Published 10:57 on January 20, 2016  /  Last updated at 21:36 on January 20, 2016  / Ben Garside /  Americas, Climate Talks, International

The UN Paris Agreement on climate change failed to include setting a global carbon price because it did not attract unanimous country support deemed necessary, according to the UN’s climate chief Christiana Figueres.

The UN Paris Agreement on climate change failed to include setting a global carbon price because it did not attract unanimous country support deemed necessary, according to the UN’s climate chief Christiana Figueres.

Figueres was responding to a question on a panel debate at the World Economic Forum’s annual summit in Davos as to why the agreement struck last month couldn’t secure the policy that many big businesses were seeking.

“The Paris Agreement had to be not consensus, but it had to be unanimous – if there was one country that didn’t agree in 2015, had that been rammed down the throat we would not have a Paris Agreement. It would have been a dealbreaker,” she said.
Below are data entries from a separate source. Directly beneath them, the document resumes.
/// Errors raised while drawing, flushing, reading keys or setting up the terminal.
#[derive(Debug, thiserror::Error)]
pub enum ScreenError {
    /// An I/O error from terminal setup, painting, flushing or event reading.
    #[error("IO error: {0}")]
    Io(#[from] std::io::Error),
}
The 195-nation annual UN climate negotiations have previously been agreed by a loosely-defined consensus with countries including Bolivia and Russia objecting, but diplomats aimed to get unanimous support to ensure the Paris deal has the political clout to stand for decades.

Rather than impose a single global carbon price, the Agreement, which will take effect from 2020, included provisions for countries to meet their emission-curbing pledges via emissions trading and established a new market-based mechanism.

Figueres was speaking on an hour-long webstreamed panel titled A New Climate For Doing Business, which also included Stuart Gulliver of HSBC bank, Feike Sijbesma of Dutch pharmaceutical firm Royal DSM, and Doug McMillion of retailer Walmart.